Oryx y CrakeHan tenido que pasar 10 años para que una editorial retomara MaddAddam; la trilogía escrita por Margaret Atwood entre 2003 y 2013 cuya edición quedara inconclusa tras la publicación Oryx y Crake y El año del diluvio. Antes de traducir el inédito MaddAdam, Salamandra ha recuperando este verano los dos primeros volúmenes. Conviene recordar la excelente acogida entre el aficionado a la ciencia ficción del primero de ellos, una recepción que no se repitió con El año del diluvio, un poco por la curiosa concepción de esta novela sobre la cual ahora escribo. En Oryx y Crake Margaret Atwood carga el peso sobre la invención de dos escenarios bien delimitados en el tiempo y las relaciones causa-efecto.
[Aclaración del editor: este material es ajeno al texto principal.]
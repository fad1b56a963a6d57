//! C64 keyboard matrix codes and the static lookup tables that produce them.
//!
//! The C64 scans its keyboard through CIA #1: the KERNAL drives one column
//! line low on port A (`$DC00`) and reads the row lines back on port B
//! (`$DC01`).  A key is "down" when its row bit reads back as 0 while its
//! column bit is driven low.
//!
//! The peripheral emulating the C64 needs exactly those two bytes to fake a
//! key press, plus one flag telling it whether the left Shift key should be
//! held down at the same time:
//!
//! ```text
//! [column mask][row mask][shift flag]
//!      FD         FB         00        -> 'A' (column 1, row 2, unshifted)
//! ```
//!
//! Both masks are active-low: every bit is 1 except the selected line.
//!
//! Reference: C64 Programmer's Reference Guide, keyboard matrix table.

use super::host_key::HostKey;

/// A pre-computed matrix bit pattern for one C64 key, optionally shifted.
#[derive(Debug, Clone, Copy, PartialEq, Eq, Hash)]
pub struct MatrixCode {
    /// Active-low column select written to CIA #1 port A.
    pub column: u8,
    /// Active-low row pattern read from CIA #1 port B.
    pub row: u8,
    /// Whether the C64 Shift key is held together with this key.
    pub shifted: bool,
}

impl MatrixCode {
    /// Creates an unshifted matrix code.
    pub const fn plain(column: u8, row: u8) -> Self {
        Self {
            column,
            row,
            shifted: false,
        }
    }

    /// Creates a matrix code with the C64 Shift key held.
    pub const fn shifted(column: u8, row: u8) -> Self {
        Self {
            column,
            row,
            shifted: true,
        }
    }

    /// Returns the 3-byte wire form `[column, row, shift]`.
    pub const fn to_bytes(self) -> [u8; 3] {
        [self.column, self.row, if self.shifted { 0x01 } else { 0x00 }]
    }
}

// ── Named keys ────────────────────────────────────────────────────────────────

/// INST/DEL without shift.
pub const DELETE: MatrixCode = MatrixCode::plain(0xFE, 0xFE);
/// INST/DEL with shift.
pub const INSERT: MatrixCode = MatrixCode::shifted(0xFE, 0xFE);
pub const RETURN: MatrixCode = MatrixCode::plain(0xFE, 0xFD);
/// CLR/HOME without shift.
pub const HOME: MatrixCode = MatrixCode::plain(0xBF, 0xF7);
/// CLR/HOME with shift (clear screen).
pub const CLEAR: MatrixCode = MatrixCode::shifted(0xBF, 0xF7);
pub const SPACE: MatrixCode = MatrixCode::plain(0x7F, 0xEF);
pub const RUN_STOP: MatrixCode = MatrixCode::plain(0x7F, 0x7F);
pub const COMMODORE: MatrixCode = MatrixCode::plain(0x7F, 0xDF);

/// CRSR ⇔ unshifted moves right, shifted moves left.
pub const CURSOR_RIGHT: MatrixCode = MatrixCode::plain(0xFE, 0xFB);
pub const CURSOR_LEFT: MatrixCode = MatrixCode::shifted(0xFE, 0xFB);
/// CRSR ⇕ unshifted moves down, shifted moves up.
pub const CURSOR_DOWN: MatrixCode = MatrixCode::plain(0xFE, 0x7F);
pub const CURSOR_UP: MatrixCode = MatrixCode::shifted(0xFE, 0x7F);

/// Matrix codes for the host keys that are never reinterpreted by a mode:
/// the editing keys and the navigation/whitespace/escape keys.
pub fn fixed_key(key: HostKey) -> Option<MatrixCode> {
    match key {
        HostKey::Backspace => Some(DELETE),
        HostKey::Insert => Some(INSERT),
        HostKey::Enter => Some(RETURN),
        HostKey::Home => Some(HOME),
        HostKey::End => Some(CLEAR),
        HostKey::Space => Some(SPACE),
        HostKey::Escape => Some(RUN_STOP),
        _ => None,
    }
}

/// The C64 has four physical function keys; the shifted half gives F2/F4/F6/F8.
pub const FUNCTION_KEYS: [(HostKey, MatrixCode); 8] = [
    (HostKey::F1, MatrixCode::plain(0xFE, 0xEF)),
    (HostKey::F2, MatrixCode::shifted(0xFE, 0xEF)),
    (HostKey::F3, MatrixCode::plain(0xFE, 0xDF)),
    (HostKey::F4, MatrixCode::shifted(0xFE, 0xDF)),
    (HostKey::F5, MatrixCode::plain(0xFE, 0xBF)),
    (HostKey::F6, MatrixCode::shifted(0xFE, 0xBF)),
    (HostKey::F7, MatrixCode::plain(0xFE, 0xF7)),
    (HostKey::F8, MatrixCode::shifted(0xFE, 0xF7)),
];

/// Returns the C64 function key code for host F1–F8.
pub fn function_key(key: HostKey) -> Option<MatrixCode> {
    FUNCTION_KEYS
        .iter()
        .find(|(k, _)| *k == key)
        .map(|(_, code)| *code)
}

// ── Printable characters ──────────────────────────────────────────────────────

/// Character table for a Swiss-German host layout.
///
/// Keys the host layout cannot produce directly are borrowed from nearby
/// umlaut keys: `ä` types `@`, `ö` types `#`, `ü` types `[`, `¨` types `]`.
pub const CHAR_TABLE: &[(char, MatrixCode)] = &[
    // column 1
    ('3', MatrixCode::plain(0xFD, 0xFE)),
    ('w', MatrixCode::plain(0xFD, 0xFD)),
    ('a', MatrixCode::plain(0xFD, 0xFB)),
    ('4', MatrixCode::plain(0xFD, 0xF7)),
    ('z', MatrixCode::plain(0xFD, 0xEF)),
    ('s', MatrixCode::plain(0xFD, 0xDF)),
    ('e', MatrixCode::plain(0xFD, 0xBF)),
    // column 2
    ('5', MatrixCode::plain(0xFB, 0xFE)),
    ('r', MatrixCode::plain(0xFB, 0xFD)),
    ('d', MatrixCode::plain(0xFB, 0xFB)),
    ('6', MatrixCode::plain(0xFB, 0xF7)),
    ('c', MatrixCode::plain(0xFB, 0xEF)),
    ('f', MatrixCode::plain(0xFB, 0xDF)),
    ('t', MatrixCode::plain(0xFB, 0xBF)),
    ('x', MatrixCode::plain(0xFB, 0x7F)),
    // column 3
    ('7', MatrixCode::plain(0xF7, 0xFE)),
    ('y', MatrixCode::plain(0xF7, 0xFD)),
    ('g', MatrixCode::plain(0xF7, 0xFB)),
    ('8', MatrixCode::plain(0xF7, 0xF7)),
    ('b', MatrixCode::plain(0xF7, 0xEF)),
    ('h', MatrixCode::plain(0xF7, 0xDF)),
    ('u', MatrixCode::plain(0xF7, 0xBF)),
    ('v', MatrixCode::plain(0xF7, 0x7F)),
    // column 4
    ('9', MatrixCode::plain(0xEF, 0xFE)),
    ('i', MatrixCode::plain(0xEF, 0xFD)),
    ('j', MatrixCode::plain(0xEF, 0xFB)),
    ('0', MatrixCode::plain(0xEF, 0xF7)),
    ('m', MatrixCode::plain(0xEF, 0xEF)),
    ('k', MatrixCode::plain(0xEF, 0xDF)),
    ('o', MatrixCode::plain(0xEF, 0xBF)),
    ('n', MatrixCode::plain(0xEF, 0x7F)),
    // column 5
    ('+', MatrixCode::plain(0xDF, 0xFE)),
    ('p', MatrixCode::plain(0xDF, 0xFD)),
    ('l', MatrixCode::plain(0xDF, 0xFB)),
    ('-', MatrixCode::plain(0xDF, 0xF7)),
    ('.', MatrixCode::plain(0xDF, 0xEF)),
    (':', MatrixCode::plain(0xDF, 0xDF)),
    ('ä', MatrixCode::plain(0xDF, 0xBF)), // @
    (',', MatrixCode::plain(0xDF, 0x7F)),
    // column 6
    ('£', MatrixCode::plain(0xBF, 0xFE)),
    ('*', MatrixCode::plain(0xBF, 0xFD)),
    (';', MatrixCode::plain(0xBF, 0xFB)),
    ('=', MatrixCode::plain(0xBF, 0xDF)),
    ('^', MatrixCode::plain(0xBF, 0xBF)),
    ('/', MatrixCode::plain(0xBF, 0x7F)),
    // column 7
    ('1', MatrixCode::plain(0x7F, 0xFE)),
    ('§', MatrixCode::plain(0x7F, 0xFD)), // ←
    ('2', MatrixCode::plain(0x7F, 0xF7)),
    ('q', MatrixCode::plain(0x7F, 0xBF)),
    // shifted
    ('!', MatrixCode::shifted(0x7F, 0xFE)),
    ('"', MatrixCode::shifted(0x7F, 0xF7)),
    ('ö', MatrixCode::shifted(0xFD, 0xFE)), // #
    ('$', MatrixCode::shifted(0xFD, 0xF7)),
    ('%', MatrixCode::shifted(0xFB, 0xFE)),
    ('&', MatrixCode::shifted(0xFB, 0xF7)),
    ('\'', MatrixCode::shifted(0xF7, 0xFE)),
    ('(', MatrixCode::shifted(0xF7, 0xF7)),
    (')', MatrixCode::shifted(0xEF, 0xFE)),
    ('ü', MatrixCode::shifted(0xDF, 0xDF)), // [
    ('¨', MatrixCode::shifted(0xBF, 0xFB)), // ]
    ('<', MatrixCode::shifted(0xDF, 0x7F)),
    ('>', MatrixCode::shifted(0xDF, 0xEF)),
    ('?', MatrixCode::shifted(0xBF, 0x7F)),
];

/// Looks up the matrix code for a printable host character.
pub fn char_code(c: char) -> Option<MatrixCode> {
    CHAR_TABLE
        .iter()
        .find(|(ch, _)| *ch == c)
        .map(|(_, code)| *code)
}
En ese contexto, la pequeña peripecia que comprende empieza y (más o menos) termina, con lo cual, sin más información, nadie puede aducir que se haya quedado colgado. Si a esto le añades los seis años transcurridos entre la traducción de este título y la publicación de El año del diluvio, la situación puede entenderse un poco mejor.

Aun a riesgo de repetirme, me ha sorprendido el peso que Margaret Atwood pone sobre la construcción del lugar narrativo. No tanto de los personajes y sus relaciones, sino sobre el escenario y su transmisión. Un aspecto crucial cuando estás ante una distopía y un postapocalíptico, las dos historias entrelazadas en Oryx y Crake, pero cuya relevancia es tan determinante que en muchos momentos el argumento se me ha antojado casi trivial. Además Atwood entrelaza una serie de ideas profundamente reaccionarias y perturbadoras en lo que se refiere a la relación del hombre con la tecnología y la naturaleza, y la ficcionalización de las tensiones de la sociedad occidental contemporánea, que siempre se sustentan sobre una elaboración concienzuda.